Jesús Carrasco es uno de esos autores que son como un seguro de vida de la lectura, quiero decir que un libro suyo promete páginas redondas. Intemperie fue una sorpresa, un regalo y una promesa de futuras líneas de literatura con mayúsculas.

Llévame a casa es la historia de una familia como tantas, un padre, una madre y dos hijos, Isabel y Juan. El padre fallece y la madre es diagnosticada de Alzheimer. Una historia aburrida salvo que caiga en manos de un autor capaz de trasladar al lector a Aldeanueva, el pueblo donde viven los padres. Juan, que estaba viviendo en Edimburgo, vuelve ante la muerte de su padre. Isabel, la hermana, reside en Barcelona con su marido y sus dos hijos. Trabaja y triunfa como bióloga con una investigación sobre los virus (seguro que Carrasco no sabía cuando escribía la novela que un coronavirus iba a ser el protagonista de nuestra vida) que una empresa norteamericana quiere comprar. Isabel y su familia deben trasladarse durante un año a EEUU para hacer el traspaso de la investigación. Alguien tiene que cuidar de la madre. Y ese tiene que ser Juan.
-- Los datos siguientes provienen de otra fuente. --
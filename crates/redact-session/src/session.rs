//! Review session - cursor, bulk operations and reconciliation
//!
//! Every mutation runs to completion and is followed by a full re-extraction.
//! Review state is reconciled against the new occurrences by group key, so
//! decisions survive re-scans and vanish with the fragments they describe.

use redact_core::{
    BulkOutcome, DetectionResult, Error, Extractor, GroupKey, LiveGroup, Occurrence, OccurrenceKey,
    Outcome, ReplacementCatalog, ReplacementEngine, Result, ReviewState, ReviewStatus, TextBuffer,
    engine,
};
use uuid::Uuid;

use crate::audit::{AuditAction, AuditLog};
use crate::host::{EditorHost, HostError, Marker};
use crate::progress::Progress;
use crate::sort::{self, SortOrder};

type ResolvedListener = Box<dyn FnMut(&Progress)>;

pub struct ReviewSession<B: TextBuffer> {
    id: Uuid,
    buffer: B,
    detection: DetectionResult,
    extractor: Extractor,
    engine: ReplacementEngine,
    state: ReviewState,
    occurrences: Vec<Occurrence>,
    groups: Vec<LiveGroup>,
    skipped_suggestions: usize,
    /// Indices into `occurrences` in display order
    order: Vec<usize>,
    sort: SortOrder,
    /// Position within `order`
    cursor: Option<usize>,
    host: Option<Box<dyn EditorHost>>,
    audit: AuditLog,
    resolved_listener: Option<ResolvedListener>,
    resolved_fired: bool,
}

impl<B: TextBuffer> ReviewSession<B> {
    pub fn new(buffer: B, catalog: ReplacementCatalog) -> Self {
        let id = Uuid::new_v4();
        tracing::debug!("Review session {} started", id);

        Self {
            id,
            buffer,
            detection: DetectionResult::default(),
            extractor: Extractor::new(catalog),
            engine: ReplacementEngine::new(),
            state: ReviewState::new(),
            occurrences: Vec::new(),
            groups: Vec::new(),
            skipped_suggestions: 0,
            order: Vec::new(),
            sort: SortOrder::default(),
            cursor: None,
            host: None,
            audit: AuditLog::new(id),
            resolved_listener: None,
            resolved_fired: false,
        }
    }

    pub fn with_host(mut self, host: impl EditorHost + 'static) -> Self {
        self.attach_host(host);
        self
    }

    pub fn attach_host(&mut self, host: impl EditorHost + 'static) {
        self.host = Some(Box::new(host));
        self.publish_markers();
    }

    /// Host torn down: later commands are dropped, review state keeps updating
    pub fn detach_host(&mut self) {
        self.host = None;
    }

    /// Called once each time the last pending group gets a decision
    pub fn on_resolved(&mut self, listener: impl FnMut(&Progress) + 'static) {
        self.resolved_listener = Some(Box::new(listener));
    }

    pub fn id(&self) -> Uuid {
        self.id
    }

    pub fn buffer(&self) -> &B {
        &self.buffer
    }

    pub fn into_buffer(self) -> B {
        self.buffer
    }

    pub fn text(&self) -> String {
        self.buffer.text()
    }

    /// Install a new classifier result and re-extract.
    ///
    /// A result with nothing to review clears all review state.
    pub fn set_detection(&mut self, detection: DetectionResult) {
        if detection.is_clear() {
            tracing::info!("No PHI detected, clearing review state");
            self.state.clear();
        }
        self.detection = detection;
        self.refresh();
    }

    /// Apply a raw edit from the editing surface, then re-extract
    pub fn edit_buffer(&mut self, edit: impl FnOnce(&mut B)) {
        edit(&mut self.buffer);
        self.refresh();
    }

    /// Re-extract occurrences and reconcile review state against them
    pub fn refresh(&mut self) {
        let previous = self.current().map(|o| (o.key.clone(), o.group.clone()));
        let previous_cursor = self.cursor;

        let extraction = self
            .extractor
            .extract(&self.detection, &self.buffer.text(), &self.state);

        if self.detection.is_clear() {
            self.state.clear();
        } else {
            self.state.reconcile(extraction.live_groups());
        }

        self.occurrences = extraction.occurrences;
        self.groups = extraction.groups;
        self.skipped_suggestions = extraction.skipped_suggestions;
        self.rebuild_order();
        self.cursor = self.restore_cursor(previous, previous_cursor);

        self.publish_markers();
        self.check_resolved();
    }

    fn rebuild_order(&mut self) {
        self.order = sort::display_order(&self.occurrences, self.sort, &self.state);
    }

    /// Follow the same occurrence, else the same group, else stay at the
    /// same display row
    fn restore_cursor(
        &self,
        previous: Option<(OccurrenceKey, GroupKey)>,
        previous_cursor: Option<usize>,
    ) -> Option<usize> {
        if self.order.is_empty() {
            return None;
        }

        let (key, group) = previous?;
        self.position_of(|o| o.key == key)
            .or_else(|| self.position_of(|o| o.group == group))
            .or_else(|| previous_cursor.map(|c| c.min(self.order.len() - 1)))
    }

    fn position_of(&self, predicate: impl Fn(&Occurrence) -> bool) -> Option<usize> {
        self.order
            .iter()
            .position(|&index| predicate(&self.occurrences[index]))
    }

    // ------------------------------------------------------------------
    // Queries
    // ------------------------------------------------------------------

    /// Occurrences in extraction (first-seen) order
    pub fn occurrences(&self) -> &[Occurrence] {
        &self.occurrences
    }

    /// Occurrences in display order
    pub fn displayed(&self) -> impl Iterator<Item = &Occurrence> {
        self.order.iter().map(|&index| &self.occurrences[index])
    }

    pub fn occurrence(&self, key: &OccurrenceKey) -> Option<&Occurrence> {
        self.occurrences.iter().find(|o| &o.key == key)
    }

    /// Every live group in first-seen order, including groups whose
    /// positions were all claimed by another group
    pub fn groups(&self) -> &[LiveGroup] {
        &self.groups
    }

    pub fn status(&self, group: &GroupKey) -> ReviewStatus {
        self.state.status(group)
    }

    pub fn state(&self) -> &ReviewState {
        &self.state
    }

    pub fn effective_replacement<'a>(&'a self, occurrence: &'a Occurrence) -> &'a str {
        self.state
            .effective_replacement(&occurrence.group, &occurrence.suggested_replacement)
    }

    pub fn progress(&self) -> Progress {
        Progress::compute(&self.occurrences, &self.groups, &self.state)
    }

    /// Suggestions ignored in the last extraction for missing title or examples
    pub fn skipped_suggestions(&self) -> usize {
        self.skipped_suggestions
    }

    pub fn audit(&self) -> &AuditLog {
        &self.audit
    }

    pub fn markers(&self) -> Vec<Marker> {
        self.displayed()
            .map(|o| Marker::new(o, self.state.status(&o.group), self.effective_replacement(o)))
            .collect()
    }

    // ------------------------------------------------------------------
    // Navigation
    // ------------------------------------------------------------------

    pub fn cursor(&self) -> Option<usize> {
        self.cursor
    }

    pub fn current(&self) -> Option<&Occurrence> {
        self.cursor
            .and_then(|c| self.order.get(c))
            .map(|&index| &self.occurrences[index])
    }

    pub fn next(&mut self) -> Option<&Occurrence> {
        if self.order.is_empty() {
            return None;
        }
        let len = self.order.len();
        self.move_to(self.cursor.map_or(0, |c| (c + 1) % len))
    }

    pub fn previous(&mut self) -> Option<&Occurrence> {
        if self.order.is_empty() {
            return None;
        }
        let len = self.order.len();
        self.move_to(match self.cursor {
            Some(0) | None => len - 1,
            Some(c) => c - 1,
        })
    }

    pub fn first(&mut self) -> Option<&Occurrence> {
        if self.order.is_empty() {
            return None;
        }
        self.move_to(0)
    }

    pub fn last(&mut self) -> Option<&Occurrence> {
        if self.order.is_empty() {
            return None;
        }
        self.move_to(self.order.len() - 1)
    }

    pub fn select(&mut self, key: &OccurrenceKey) -> Option<&Occurrence> {
        let position = self.position_of(|o| &o.key == key)?;
        self.move_to(position)
    }

    fn move_to(&mut self, position: usize) -> Option<&Occurrence> {
        self.cursor = Some(position);
        let index = self.order[position];

        let occurrence = &self.occurrences[index];
        dispatch(&mut self.host, "reveal", |host| host.reveal(occurrence));

        Some(&self.occurrences[index])
    }

    pub fn sort(&self) -> SortOrder {
        self.sort
    }

    /// Re-sort the display; the cursor stays on the same occurrence
    pub fn set_sort(&mut self, sort: SortOrder) {
        let current = self.current().map(|o| o.key.clone());
        self.sort = sort;
        self.rebuild_order();
        if let Some(key) = current {
            self.cursor = self.position_of(|o| o.key == key);
        }
        self.publish_markers();
    }

    // ------------------------------------------------------------------
    // Decisions
    // ------------------------------------------------------------------

    fn lookup(&self, key: &OccurrenceKey) -> Result<Occurrence> {
        self.occurrence(key)
            .cloned()
            .ok_or_else(|| Error::UnknownOccurrence(key.to_string()))
    }

    pub fn accept(&mut self, key: &OccurrenceKey) -> Result<Outcome> {
        let occurrence = self.lookup(key)?;
        let outcome = self
            .engine
            .accept(&mut self.buffer, &mut self.state, &occurrence)?;
        self.finish(AuditAction::Accept, &occurrence, &outcome);
        Ok(outcome)
    }

    pub fn skip(&mut self, key: &OccurrenceKey) -> Result<Outcome> {
        let occurrence = self.lookup(key)?;
        let outcome = self.engine.skip(&mut self.state, &occurrence)?;
        self.finish(AuditAction::Skip, &occurrence, &outcome);
        Ok(outcome)
    }

    pub fn revert(&mut self, key: &OccurrenceKey) -> Result<Outcome> {
        let occurrence = self.lookup(key)?;
        let outcome = self
            .engine
            .revert(&mut self.buffer, &mut self.state, &occurrence)?;
        self.finish(AuditAction::Revert, &occurrence, &outcome);
        Ok(outcome)
    }

    pub fn edit_replacement(&mut self, key: &OccurrenceKey, text: &str) -> Result<Outcome> {
        let occurrence = self.lookup(key)?;
        let outcome =
            self.engine
                .edit_replacement(&mut self.buffer, &mut self.state, &occurrence, text)?;
        self.finish(AuditAction::EditReplacement, &occurrence, &outcome);
        Ok(outcome)
    }

    /// Revert a group by key. Reaches groups with no visible occurrence.
    pub fn revert_group(&mut self, group: &GroupKey) -> Result<Outcome> {
        let target = self
            .groups
            .iter()
            .find(|g| &g.group == group)
            .map(|g| g.first.clone())
            .ok_or_else(|| Error::UnknownGroup(group.clone()))?;
        let outcome = self
            .engine
            .revert(&mut self.buffer, &mut self.state, &target)?;
        self.finish(AuditAction::Revert, &target, &outcome);
        Ok(outcome)
    }

    /// Shortcut activation: accept the current occurrence if it still shows
    /// its original value (pending, or reappeared after acceptance),
    /// otherwise do nothing
    pub fn activate_current(&mut self) -> Result<Option<Outcome>> {
        let Some(current) = self.current() else {
            return Ok(None);
        };
        if !engine::needs_redaction(&self.state, current) {
            return Ok(None);
        }
        let key = current.key.clone();
        self.accept(&key).map(Some)
    }

    /// Occurrences in first-seen order, then one stand-in per decided group
    /// whose positions were all claimed by another group
    fn bulk_targets(&self) -> Vec<Occurrence> {
        let shadowed = self
            .groups
            .iter()
            .filter(|g| g.is_shadowed() && self.state.status(&g.group).is_decided())
            .map(|g| g.first.clone());
        self.occurrences.iter().cloned().chain(shadowed).collect()
    }

    pub fn apply_all(&mut self) -> Result<BulkOutcome> {
        let targets = self.bulk_targets();
        let outcome = self
            .engine
            .apply_all(&mut self.buffer, &mut self.state, &targets)?;
        self.finish_bulk(AuditAction::ApplyAll, outcome);
        Ok(outcome)
    }

    pub fn skip_all(&mut self) -> Result<BulkOutcome> {
        let targets = self.bulk_targets();
        let outcome = self.engine.skip_all(&mut self.state, &targets)?;
        self.finish_bulk(AuditAction::SkipAll, outcome);
        Ok(outcome)
    }

    pub fn revert_all(&mut self) -> Result<BulkOutcome> {
        let targets = self.bulk_targets();
        let outcome = self
            .engine
            .revert_all(&mut self.buffer, &mut self.state, &targets)?;
        self.finish_bulk(AuditAction::RevertAll, outcome);
        Ok(outcome)
    }

    fn finish(&mut self, action: AuditAction, occurrence: &Occurrence, outcome: &Outcome) {
        self.audit.record_group(
            action,
            &outcome.group,
            &occurrence.detected_type,
            outcome.status,
            outcome.replacements,
        );
        self.refresh();
    }

    fn finish_bulk(&mut self, action: AuditAction, outcome: BulkOutcome) {
        tracing::info!(
            "{:?}: {} groups, {} replacements",
            action,
            outcome.groups,
            outcome.replacements
        );
        self.audit
            .record_bulk(action, outcome.groups, outcome.replacements);
        self.refresh();
    }

    // ------------------------------------------------------------------
    // Notifications
    // ------------------------------------------------------------------

    fn publish_markers(&mut self) {
        if self.host.is_none() {
            return;
        }
        let markers = self.markers();
        dispatch(&mut self.host, "publish_markers", |host| {
            host.publish_markers(&markers)
        });
    }

    fn check_resolved(&mut self) {
        let progress = self.progress();

        if !progress.is_resolved() {
            self.resolved_fired = false;
            return;
        }
        if self.resolved_fired {
            return;
        }

        self.resolved_fired = true;
        tracing::info!(
            "All {} groups resolved ({} accepted, {} skipped)",
            progress.unique_groups,
            progress.accepted,
            progress.skipped
        );
        if let Some(listener) = self.resolved_listener.as_mut() {
            listener(&progress);
        }
    }
}

/// Send a command to the host, dropping it if the host is gone or failing
fn dispatch(
    host: &mut Option<Box<dyn EditorHost>>,
    command: &str,
    send: impl FnOnce(&mut dyn EditorHost) -> std::result::Result<(), HostError>,
) {
    let Some(host) = host.as_mut() else {
        return;
    };
    if let Err(e) = send(&mut **host) {
        tracing::warn!("Dropped {} command: {}", command, e);
    }
}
Esta es la trama de la novela, así de simple, un drama cotidiano, una historia que le está pasando ahora mismo a cualquiera, «la responsabilidad de ser hijos y las consecuencias de asumirlo», según explica el propio Carrasco en una entrevista.

Consideración aparte merece el dominio del lenguaje de Carrasco. Cada cosa tiene su palabra, cada espacio su descripción. Sin ser el derroche léxico de Intemperie siguen siendo una delicia esos párrafos en los que cada cosa encuentra su palabra.

No hay componentes mágicos en la vida de pueblo, ni en la vida familiar. No hay ningún encanto en cuidar de una madre con Alzheimer. Apenas pasan cosas en la novela y, sin embargo, para Juan pasa todo. Todo cambia, él mismo cambia, su mirada sobre la vida, sobre sus padres, sobre su hermana cambia. En fin, leer «Llévame a casa» describe ese momento único en el que uno se convierte en padre de sus padres.